Use Cases
NWWDB-Tools: Harmonizing lithologic logs using natural language processing
Keywords: bedrock geologic units; data integration; environment; geography; geoscientificInformation; groundwater; hydrogeology; inlandWaters; stratigraphy; unconsolidated deposits; water budget; well drilling
Domain: Hydrogeology
Language: Python
Description:
The NWWDB-Tools Python package contains functionality for harmonizing lithologic logs using natural language processing.
NWWDB-Tools: Harmonizing lithologic logs using natural language processing
Lithologic data collected during the completion of a water well can be used for wide-ranging geologic mapping applications and evaluations of groundwater resources.
However, drillers’ lithologic descriptions are often provided in a free-text format that is not readily usable in a structured or repeatable way.
The
nwwdb
Python package offers functionality for the harmonization of
free-text lithologic logs.
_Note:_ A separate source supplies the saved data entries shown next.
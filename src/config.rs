//! Scan configuration
//!
//! Supports loading config from:
//! - A `repovet.toml` file (optional)
//! - Environment variables (`GITHUB_TOKEN` overrides the file)
//!
//! All limits default to values tuned for a bounded, predictable scan cost
//! per run; tests and callers can override any of them.

use anyhow::{Context, Result};
use serde::{Deserialize, Serialize};
use std::path::Path;

#[derive(Debug, Clone, Deserialize, Serialize)]
#[serde(default)]
pub struct ScanConfig {
    /// Maximum number of files fetched and scanned per run. Files beyond
    /// the ceiling are silently skipped.
    pub max_files: usize,
    /// Files larger than this (bytes, per the tree entry) are skipped.
    pub max_file_bytes: u64,
    /// Context lines on each side of a security match snippet.
    pub snippet_context_lines: usize,
    /// Line count above which a file draws a low-severity size finding.
    pub large_file_lines: usize,
    /// Line count above which the size finding escalates to medium.
    pub very_large_file_lines: usize,
    /// Stability rules fire when per-file matches exceed this count.
    pub stability_threshold: usize,
    /// Maintainability rules fire when per-file matches exceed this count.
    pub maintainability_threshold: usize,
    /// Concurrent file-content fetch workers.
    pub workers: usize,
    /// Per-request timeout for host API calls, in seconds.
    pub timeout_secs: u64,
    /// Host API base URL. Tests point this at a fake server.
    pub api_base: String,
    /// Bearer token for the host API. `GITHUB_TOKEN` overrides.
    pub token: Option<String>,
    /// Substrings that suppress a secret match containing them. Empty by
    /// default; the generic password/secret/token rules are heuristic and
    /// this is the escape hatch for known false positives.
    pub secret_allowlist: Vec<String>,
}

impl Default for ScanConfig {
    fn default() -> Self {
        Self {
            max_files: 80,
            max_file_bytes: 200_000,
            snippet_context_lines: 2,
            large_file_lines: 500,
            very_large_file_lines: 1000,
            stability_threshold: 2,
            maintainability_threshold: 3,
            workers: 4,
            timeout_secs: 30,
            api_base: "https://api.github.com".to_string(),
            token: None,
            secret_allowlist: Vec::new(),
        }
    }
}

impl ScanConfig {
    /// Load config with priority: environment > file > defaults.
    pub fn load(path: Option<&Path>) -> Result<Self> {
        let mut config = match path {
            Some(path) => {
                let content = std::fs::read_to_string(path)
                    .with_context(|| format!("reading config file {}", path.display()))?;
                toml::from_str(&content)
                    .with_context(|| format!("parsing config file {}", path.display()))?
            }
            None => Self::default(),
        };

        if let Ok(token) = std::env::var("GITHUB_TOKEN") {
            if !token.is_empty() {
                config.token = Some(token);
            }
        }

        Ok(config)
    }
}

#[cfg(test)]
mod tests {
    use super::*;
    use std::io::Write;

    #[test]
    fn defaults_bound_scan_cost() {
        let config = ScanConfig::default();
        assert_eq!(config.max_files, 80);
        assert_eq!(config.max_file_bytes, 200_000);
        assert_eq!(config.stability_threshold, 2);
        assert_eq!(config.maintainability_threshold, 3);
        assert!(config.secret_allowlist.is_empty());
    }

    #[test]
    fn partial_toml_keeps_defaults() {
        let mut file = tempfile::NamedTempFile::new().unwrap();
        writeln!(file, "max_files = 10\nsecret_allowlist = [\"example\"]").unwrap();

        let config = ScanConfig::load(Some(file.path())).unwrap();
        assert_eq!(config.max_files, 10);
        assert_eq!(config.secret_allowlist, vec!["example"]);
        // Untouched fields fall back to defaults.
        assert_eq!(config.max_file_bytes, 200_000);
        assert_eq!(config.api_base, "https://api.github.com");
    }

    #[test]
    fn unreadable_config_is_an_error() {
        assert!(ScanConfig::load(Some(Path::new("/nonexistent/repovet.toml"))).is_err());
    }
}
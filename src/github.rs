//! Source host client
//!
//! `RepoHost` is the narrow contract the scanner consumes: repository
//! metadata, a language histogram, the flat file tree, and individual file
//! contents. `GithubClient` implements it against the GitHub REST API with
//! sync HTTP via ureq. Callers treat every method except `repository` as
//! best-effort.

use crate::config::ScanConfig;
use crate::models::{EntryKind, TreeEntry};
use base64::{engine::general_purpose::STANDARD as BASE64, Engine as _};
use chrono::{DateTime, Utc};
use serde::Deserialize;
use std::collections::BTreeMap;
use std::time::Duration;
use thiserror::Error;
use tracing::debug;

#[derive(Debug, Error)]
pub enum HostError {
    #[error("repository not found")]
    NotFound,
    #[error("host returned status {0}")]
    Status(u16),
    #[error("transport error: {0}")]
    Transport(String),
    #[error("could not decode response: {0}")]
    Decode(String),
}

/// Repository metadata as reported by the host, before the language
/// histogram is filled in.
#[derive(Debug, Clone, Deserialize)]
pub struct RepoSummary {
    pub full_name: String,
    #[serde(rename = "stargazers_count")]
    pub stars: u64,
    #[serde(rename = "forks_count")]
    pub forks: u64,
    #[serde(rename = "open_issues_count")]
    pub open_issues: u64,
    pub default_branch: String,
    #[serde(rename = "pushed_at")]
    pub last_push: Option<DateTime<Utc>>,
    pub private: bool,
    pub description: Option<String>,
    pub size: u64,
}

/// The fetch contract the scan pipeline consumes.
pub trait RepoHost: Send + Sync {
    /// Repository metadata. The only call whose failure aborts a run.
    fn repository(&self, owner: &str, repo: &str) -> Result<RepoSummary, HostError>;

    /// Byte counts per language. Best-effort.
    fn languages(&self, owner: &str, repo: &str) -> Result<BTreeMap<String, u64>, HostError>;

    /// Full recursive file tree for a ref, flattened. Best-effort.
    fn tree(&self, owner: &str, repo: &str, git_ref: &str) -> Result<Vec<TreeEntry>, HostError>;

    /// UTF-8 contents of one file. Best-effort; callers skip on failure.
    fn file_content(&self, owner: &str, repo: &str, path: &str) -> Result<String, HostError>;
}

/// GitHub REST v3 implementation of [`RepoHost`].
pub struct GithubClient {
    agent: ureq::Agent,
    base: String,
    token: Option<String>,
}

#[derive(Deserialize)]
struct TreeResponse {
    #[serde(default)]
    tree: Vec<TreeNode>,
}

#[derive(Deserialize)]
struct TreeNode {
    #[serde(default)]
    path: String,
    #[serde(rename = "type")]
    kind: String,
    size: Option<u64>,
}

#[derive(Deserialize)]
struct ContentResponse {
    content: Option<String>,
    encoding: Option<String>,
}

impl GithubClient {
    pub fn new(config: &ScanConfig) -> Self {
        let agent = ureq::config::Config::builder()
            .http_status_as_error(false)
            .timeout_global(Some(Duration::from_secs(config.timeout_secs)))
            .build()
            .new_agent();
        Self {
            agent,
            base: config.api_base.trim_end_matches('/').to_string(),
            token: config.token.clone(),
        }
    }

    fn get_json<T: serde::de::DeserializeOwned>(&self, url: &str) -> Result<T, HostError> {
        debug!("GET {url}");
        let mut request = self
            .agent
            .get(url)
            .header("Accept", "application/vnd.github+json")
            .header("User-Agent", "repovet");
        if let Some(token) = &self.token {
            request = request.header("Authorization", format!("Bearer {token}"));
        }
        let response = request
            .call()
            .map_err(|e| HostError::Transport(e.to_string()))?;

        let status = response.status().as_u16();
        if status == 404 {
            return Err(HostError::NotFound);
        }
        if status >= 400 {
            return Err(HostError::Status(status));
        }

        let text = response
            .into_body()
            .read_to_string()
            .map_err(|e| HostError::Transport(e.to_string()))?;
        serde_json::from_str(&text).map_err(|e| HostError::Decode(e.to_string()))
    }
}

impl RepoHost for GithubClient {
    fn repository(&self, owner: &str, repo: &str) -> Result<RepoSummary, HostError> {
        self.get_json(&format!("{}/repos/{owner}/{repo}", self.base))
    }

    fn languages(&self, owner: &str, repo: &str) -> Result<BTreeMap<String, u64>, HostError> {
        self.get_json(&format!("{}/repos/{owner}/{repo}/languages", self.base))
    }

    fn tree(&self, owner: &str, repo: &str, git_ref: &str) -> Result<Vec<TreeEntry>, HostError> {
        let response: TreeResponse = self.get_json(&format!(
            "{}/repos/{owner}/{repo}/git/trees/{git_ref}?recursive=true",
            self.base
        ))?;
        Ok(map_tree(response.tree))
    }

    fn file_content(&self, owner: &str, repo: &str, path: &str) -> Result<String, HostError> {
        let response: ContentResponse =
            self.get_json(&format!("{}/repos/{owner}/{repo}/contents/{path}", self.base))?;
        decode_blob(&response)
    }
}

/// Flatten the host's tree nodes, keeping only files and directories.
fn map_tree(nodes: Vec<TreeNode>) -> Vec<TreeEntry> {
    nodes
        .into_iter()
        .filter_map(|node| match node.kind.as_str() {
            "blob" => Some(TreeEntry {
                path: node.path,
                kind: EntryKind::File,
                size: node.size,
            }),
            "tree" => Some(TreeEntry {
                path: node.path,
                kind: EntryKind::Dir,
                size: None,
            }),
            _ => None,
        })
        .collect()
}

/// Decode a base64 content payload into UTF-8 text.
fn decode_blob(response: &ContentResponse) -> Result<String, HostError> {
    let (Some(content), Some(encoding)) = (&response.content, &response.encoding) else {
        return Err(HostError::Decode("missing content payload".to_string()));
    };
    if encoding != "base64" {
        return Err(HostError::Decode(format!("unexpected encoding {encoding}")));
    }
    // GitHub wraps base64 bodies with newlines.
    let compact: String = content.chars().filter(|c| !c.is_whitespace()).collect();
    let bytes = BASE64
        .decode(compact.as_bytes())
        .map_err(|e| HostError::Decode(e.to_string()))?;
    String::from_utf8(bytes).map_err(|e| HostError::Decode(e.to_string()))
}

#[cfg(test)]
mod tests {
    use super::*;

    #[test]
    fn map_tree_keeps_blobs_and_trees() {
        let nodes = vec![
            TreeNode {
                path: "src".to_string(),
                kind: "tree".to_string(),
                size: None,
            },
            TreeNode {
                path: "src/main.ts".to_string(),
                kind: "blob".to_string(),
                size: Some(120),
            },
            TreeNode {
                path: "module".to_string(),
                kind: "commit".to_string(),
                size: None,
            },
        ];
        let entries = map_tree(nodes);
        assert_eq!(entries.len(), 2);
        assert_eq!(entries[0].kind, EntryKind::Dir);
        assert_eq!(entries[1].kind, EntryKind::File);
        assert_eq!(entries[1].size, Some(120));
    }

    #[test]
    fn decode_blob_handles_wrapped_base64() {
        let response = ContentResponse {
            content: Some("aGVsbG8g\nd29ybGQ=\n".to_string()),
            encoding: Some("base64".to_string()),
        };
        assert_eq!(decode_blob(&response).unwrap(), "hello world");
    }

    #[test]
    fn decode_blob_rejects_other_encodings() {
        let response = ContentResponse {
            content: Some("hello".to_string()),
            encoding: Some("utf-8".to_string()),
        };
        assert!(matches!(
            decode_blob(&response),
            Err(HostError::Decode(_))
        ));
    }
}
Within the nwwdb.lith module there are three functions named revise_lithology(), parse_lithology(), and map_lithology(),
which are executed in series to translate raw descriptions to a standardized set of lithology codes, or in other words, to “harmonize” the lithologic log.

Methods
The first step towards translating free-text descriptions to a standardized code set is to clean the original text through a series of find-and-replace routines, i.e., string substitions, so that the revised text can be reliably and systematically parsed. String substitutions involve the elimination of special characters, condensing or trimming extra whitespace, replacing abbreviated terms with full terms, correcting misspellings and typos, etc.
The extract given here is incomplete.